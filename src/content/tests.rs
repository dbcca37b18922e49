//! Content domain: tests for config parsing and validation.

use std::path::Path;

use super::ControllerConfig;
use super::loader::{load_controller_config_file, parse_controller_config};
use super::validation::validate_config;

// -----------------------------------------------------------------------------
// Parsing tests
// -----------------------------------------------------------------------------

#[test]
fn test_parse_full_config() {
    let source = r#"(
        move_speed: 250.0,
        jump_speed: 500.0,
        jump_gravity_scale: 2.5,
        allow_double_jump: false,
        grounded_ray_distance: 18.0,
        ground_layer: 2,
        coyote_time: 0.1,
        dash_speed: 800.0,
        dash_distance: 120.0,
        dash_cooldown: 1.0,
        respawn_timer: 0.25,
        legacy_input: true,
    )"#;

    let config = parse_controller_config(source, "inline").expect("config should parse");
    assert_eq!(config.move_speed, 250.0);
    assert!(!config.allow_double_jump);
    assert_eq!(config.ground_layer, 2);
    assert_eq!(config.dash_distance, 120.0);
    assert!(config.legacy_input);
}

#[test]
fn test_parse_partial_config_keeps_defaults() {
    let config = parse_controller_config("(dash_cooldown: 2.0)", "inline").unwrap();
    let defaults = ControllerConfig::default();

    assert_eq!(config.dash_cooldown, 2.0);
    assert_eq!(config.coyote_time, defaults.coyote_time);
    assert_eq!(config.jump_gravity_scale, 3.0);
    assert_eq!(config.ground_layer, defaults.ground_layer);
}

#[test]
fn test_parse_error_names_file() {
    let err = parse_controller_config("(move_speed: fast)", "controller.ron").unwrap_err();
    assert_eq!(err.file, "controller.ron");
    assert!(err.message.starts_with("Parse error"));
    assert!(err.to_string().contains("controller.ron"));
}

#[test]
fn test_missing_file_is_io_error() {
    let err = load_controller_config_file(Path::new("does/not/exist.ron")).unwrap_err();
    assert!(err.message.starts_with("IO error"));
}

#[test]
fn test_shipped_config_parses() {
    let path = Path::new(env!("CARGO_MANIFEST_DIR")).join("assets/data/controller.ron");
    let config = load_controller_config_file(&path).expect("shipped config should load");
    assert!(validate_config(&config).is_empty());
}

// -----------------------------------------------------------------------------
// Validation tests
// -----------------------------------------------------------------------------

#[test]
fn test_default_config_is_valid() {
    assert!(validate_config(&ControllerConfig::default()).is_empty());
}

#[test]
fn test_negative_values_are_reported() {
    let config = ControllerConfig {
        dash_cooldown: -1.0,
        coyote_time: f32::NAN,
        ..Default::default()
    };

    let errors = validate_config(&config);
    let fields: Vec<_> = errors.iter().map(|e| e.field).collect();
    assert_eq!(fields, vec!["coyote_time", "dash_cooldown"]);
}

#[test]
fn test_zero_dash_distance_is_accepted() {
    let config = ControllerConfig {
        dash_distance: 0.0,
        dash_cooldown: 0.0,
        ..Default::default()
    };
    assert!(validate_config(&config).is_empty());
}

#[test]
fn test_empty_ground_layer_is_reported() {
    let config = ControllerConfig {
        ground_layer: 0,
        ..Default::default()
    };
    let errors = validate_config(&config);
    assert_eq!(errors.len(), 1);
    assert_eq!(errors[0].field, "ground_layer");
}

#[test]
fn test_single_jump_height() {
    let config = ControllerConfig {
        jump_speed: 20.0,
        ..Default::default()
    };
    assert_eq!(config.single_jump_height(10.0), 20.0);
    assert!(config.single_jump_height(0.0).is_infinite());
}
//! Movement domain: ability controller plugin wiring and public exports.

mod body;
mod components;
mod controller;
mod coyote;
mod dash;
mod gravity;
mod ground;
mod input;
mod jump;
mod systems;
mod tasks;


pub use components::{ContactKind, ContactTag, GameLayer, Player, SetupFailed};
pub use controller::AbilityController;

use bevy::prelude::*;

use crate::movement::input::{PlayerAction, bound_input_enabled, legacy_input_enabled};

#[cfg(feature = "dev-tools")]
use crate::movement::systems::draw_ground_probes;
use crate::movement::systems::{
    bind_keyboard_actions, collect_bound_actions, discard_requests_on_reload,
    dispatch_player_contacts, init_ability_controllers, init_input_source, poll_legacy_keys,
    tick_ability_controllers,
};

pub struct MovementPlugin;

impl Plugin for MovementPlugin {
    fn build(&self, app: &mut App) {
        app.add_message::<PlayerAction>()
            .add_systems(Startup, init_input_source)
            .add_systems(PreUpdate, init_ability_controllers)
            .add_systems(
                Update,
                (bind_keyboard_actions, collect_bound_actions)
                    .chain()
                    .run_if(bound_input_enabled),
            )
            .add_systems(
                FixedUpdate,
                tick_ability_controllers.run_if(bound_input_enabled),
            )
            .add_systems(
                Update,
                (poll_legacy_keys, tick_ability_controllers)
                    .chain()
                    .run_if(legacy_input_enabled),
            )
            .add_systems(Update, dispatch_player_contacts)
            .add_systems(PostUpdate, discard_requests_on_reload);

        #[cfg(feature = "dev-tools")]
        app.add_systems(Update, draw_ground_probes);
    }
}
--
Extract the first line above and each line after it up to and including the one with "assert_eq!(config.move_speed, 250.0);", please, exactly and with nothing else.

● THE COMPLETED TASK
filename src/content/tests.rs
repository dbcca37b18922e49
//! Content domain: tests for config parsing and validation.

use std::path::Path;

use super::ControllerConfig;
use super::loader::{load_controller_config_file, parse_controller_config};
use super::validation::validate_config;

// -----------------------------------------------------------------------------
// Parsing tests
// -----------------------------------------------------------------------------

#[test]
fn test_parse_full_config() {
    let source = r#"(
        move_speed: 250.0,
        jump_speed: 500.0,
        jump_gravity_scale: 2.5,
        allow_double_jump: false,
        grounded_ray_distance: 18.0,
        ground_layer: 2,
        coyote_time: 0.1,
        dash_speed: 800.0,
        dash_distance: 120.0,
        dash_cooldown: 1.0,
        respawn_timer: 0.25,
        legacy_input: true,
    )"#;

    let config = parse_controller_config(source, "inline").expect("config should parse");
    assert_eq!(config.move_speed, 250.0);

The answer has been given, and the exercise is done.